К Стайнеру тоже применим тезис: искусство – это страсть. Только у страсти есть доступ к трансцендентному: «Хотим мы того или нет, но одолевающая нас повсеместная необъяснимость и императив настоятельных поисков, составляющий саму суть человека, делают из нас близких соседей трансцендентности. Поэзия, искусство, музыка – медиумы такого соседства»226. Художники – это homo doloris. По Стайнеру, «образы и восприятия познания в игре метафизических представлений, в стихе или в музыкальном произведении» рассказывают о «страдании и надежде», о «пахнущей пеплом плоти». Пепельный траур – движущий мотив искусства. Все выразительные формы искусства – это формы страсти. Они возникают от «безмерности ожидания»227. По-настоящему страстное искусство помнит о смерти. Своей «серьезностью» оно обязано бытию к смерти. Героическое противостояние смертности – отличительный признак искусства страсти. Развлечение же является имманентным. Оно не нагружено метафизическим потенциалом. Оно эфемерно и обречено на смерть.

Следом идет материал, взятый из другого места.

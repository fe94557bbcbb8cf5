//! Structured parsing of gcc-style compiler and linker output.
//!
//! The recognized grammar is one diagnostic per line:
//!
//! ```text
//! <file>:<line>:<column>: <severity>: <message>
//! ```
//!
//! Anything else (linker notes, multi-line carets, summaries) is passed
//! through as plain log text, never dropped and never a parse error.

use regex::Regex;
use std::fmt;

#[derive(Debug, Clone, Copy, PartialEq, Eq)]
pub enum Severity {
    Error,
    Warning,
    Note,
}

impl Severity {
    fn from_keyword(word: &str) -> Option<Self> {
        match word {
            "error" => Some(Severity::Error),
            "warning" => Some(Severity::Warning),
            "note" => Some(Severity::Note),
            _ => None,
        }
    }
}

impl fmt::Display for Severity {
    fn fmt(&self, f: &mut fmt::Formatter<'_>) -> fmt::Result {
        match self {
            Severity::Error => write!(f, "error"),
            Severity::Warning => write!(f, "warning"),
            Severity::Note => write!(f, "note"),
        }
    }
}

/// One structured compiler/linker message. Lives only for the reporting
/// phase of a single build.
#[derive(Debug, Clone, PartialEq, Eq)]
pub struct Diagnostic {
    pub file: String,
    pub line: u32,
    pub column: u32,
    pub severity: Severity,
    pub message: String,
}

pub struct DiagnosticParser {
    pattern: Regex,
}

impl Default for DiagnosticParser {
    fn default() -> Self {
        Self::new()
    }
}

impl DiagnosticParser {
    pub fn new() -> Self {
        Self {
            pattern: Regex::new(r"^(.*):(\d+):(\d+): (error|warning|note): (.*)$").unwrap(),
        }
    }

    /// Parse one line of tool output. `None` means the line did not match
    /// the diagnostic grammar and should be surfaced verbatim.
    pub fn parse_line(&self, line: &str) -> Option<Diagnostic> {
        let caps = self.pattern.captures(line)?;
        Some(Diagnostic {
            file: caps[1].to_string(),
            line: caps[2].parse().ok()?,
            column: caps[3].parse().ok()?,
            severity: Severity::from_keyword(&caps[4])?,
            message: caps[5].to_string(),
        })
    }
}
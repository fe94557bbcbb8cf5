//! Best-effort engine API listing (`nst api`).
//!
//! Scans project headers for function prototypes with a regex. This is
//! signature extraction, not parsing: there is no preprocessor and no macro
//! expansion, so macro-wrapped declarations and multi-line prototypes are
//! missed. Good enough for a browsable list of the engine surface.

use crate::config::ProjectConfig;
use anyhow::Result;
use regex::Regex;
use std::collections::BTreeMap;
use std::fs;
use walkdir::WalkDir;

/// C keywords that can open a line but never start a prototype.
const FORBIDDEN_LEADS: &[&str] = &[
    "return", "if", "else", "while", "for", "switch", "typedef", "static", "extern",
];

/// Return types and engine naming prefixes a prototype may start with.
const ALLOWED_PREFIXES: &[&str] = &[
    "NE_", "NScreen_", "NEnt_", "RGFW_", "void", "int", "bool", "u8", "u32", "f32", "f64", "s32",
];

/// Scan `include/` recursively and collect prototypes per header, keyed by
/// the header path relative to the include dir. Unreadable headers are
/// skipped.
pub fn scan_engine_api(config: &ProjectConfig) -> Result<BTreeMap<String, Vec<String>>> {
    let mut api = BTreeMap::new();
    if !config.include_dir.exists() {
        return Ok(api);
    }

    for entry in WalkDir::new(&config.include_dir).into_iter().filter_map(|e| e.ok()) {
        let path = entry.path();
        if path.extension().is_none_or(|ext| ext != "h") {
            continue;
        }
        let Ok(text) = fs::read_to_string(path) else {
            continue;
        };

        let prototypes = extract_prototypes(&text);
        if !prototypes.is_empty() {
            let rel = path
                .strip_prefix(&config.include_dir)
                .unwrap_or(path)
                .display()
                .to_string();
            api.insert(rel, prototypes);
        }
    }

    Ok(api)
}

/// Pull `Type Name(args);` declarations out of one header's text.
pub fn extract_prototypes(text: &str) -> Vec<String> {
    let line_comments = Regex::new(r"//.*").unwrap();
    let block_comments = Regex::new(r"(?s)/\*.*?\*/").unwrap();
    let prototype = Regex::new(r"(?m)^([A-Za-z0-9_]+\s+\*?[A-Za-z0-9_]+)\s*\(([^)]*)\);").unwrap();

    let text = line_comments.replace_all(text, "");
    let text = block_comments.replace_all(&text, "");

    let mut found = Vec::new();
    for caps in prototype.captures_iter(&text) {
        let head = caps[1].trim().to_string();
        let args = caps[2].trim().to_string();

        let first_word = head.split_whitespace().next().unwrap_or("");
        if FORBIDDEN_LEADS.contains(&first_word) || head.contains("__") {
            continue;
        }
        if !ALLOWED_PREFIXES.iter().any(|p| head.starts_with(p)) {
            continue;
        }

        found.push(format!("{}({});", head, args));
    }
    found
}
//! Incremental parallel build core.
//!
//! Pipeline: source discovery → per-unit staleness check ([`deps`]) →
//! parallel compilation ([`schedule`] / [`compile`]) → link ([`link`]),
//! with progress streamed as [`events::BuildEvent`]s and rendered by
//! [`report`].

pub mod clean;
pub mod compile;
pub mod deps;
pub mod diagnostics;
pub mod driver;
pub mod events;
pub mod link;
pub mod report;
pub mod schedule;
pub mod watcher;

pub use clean::clean;
pub use driver::{execute, BuildDriver};
pub use events::{BuildEvent, BuildSummary};
pub use watcher::watch;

Теологизируя искусство, Адорно сближается со Стайнером, хотя и размышляет совсем иначе. Несмотря на склонность к абсолютной страсти, он признает, что искусство и развлечение сходятся в одной точке. Еще раз приведем его слова: «Безграничное развлечение – не просто противоположность искусства, но крайность, с которой искусство соприкасается». Где безграничное развлечение становится страстью, там оно соприкасается с искусством. Не только теологическому возвышению искусства, но и теологическому освобождению развлечения недостает безмятежности. Чистый смысл и чистая бессмыслица сходятся в истерии.
История искусства – еще не обязательно история страсти. Страдание, страх и одиночество – не единственные силы, которые создают присущие искусству формы. Настоящее искусства не обязательно состоит в отсылке к трансцендентному. Искусство имманентности или искусство эфемерного не противоречие. Ему внутренне присуще совершенно иное отношение к смерти и конечности. Оно выразительно не потому, что подсвечивает труп, и не героическим противостоянием смерти. Кафкианская страсть к смерти должна уступить место осознанной невинности. Роберт Раушенберг следующими словами описывает свое отношение к смерти:
Барбара Роуз: В твоих картинах нет смерти. <…> Интересно, что ты за годы постоянных экспериментов ни разу не обратился к образам смерти.
Роберт Раушенберг: Я всегда говорил, что смерть не имеет никакого отношения к жизни. Это разные вещи, и пускай они такими остаются. Если что-то невинно, пусть так будет впредь. И невинность – не значит девственность. Девственность бывает лишь один раз. А о невинности нужно заботиться каждый день228.
Для Раушенберга искусство получает свое определение не по ту сторону мира, не как «потусторонность имманентной и чисто мирской сферы». Его искусство – искусство имманентности. Оно не отказывается от мира. Искусство отличает безмятежное дружелюбие, «нежность» к миру: «Верно. Следующая ступень – нежность. Хоть это и пыльный сундук, меня это не отталкивает, мне он очень нравится»229. Имманентное искусство Раушенберга обживает, оплетает, освещает повседневное, эфемерное и конечное. Если его искусство и религиозное, то это религия имманентности или повседневности. Нужно открыть духовность повседневного, невзрачного и эфемерного. Художник присматривается к миру, с любовью поворачивается к повседневным вещам и рассказывает их историю: «Мне нравится [наблюдать], что случается с рубашкой, когда выходишь на солнце, или когда идешь поплавать, или когда на ней спит собака. Мне нравится история объектов»230. Раушенберг намеренно дистанцируется от искусства трансцендентного с его метафизически религиозным пафосом. Кроме того, ему чужда всякая страсть к истине, которая присуща Барнетту Ньюману. Согласно Ньюману задача искусства состоит в том, чтобы «отвоевать истину у ничто»231.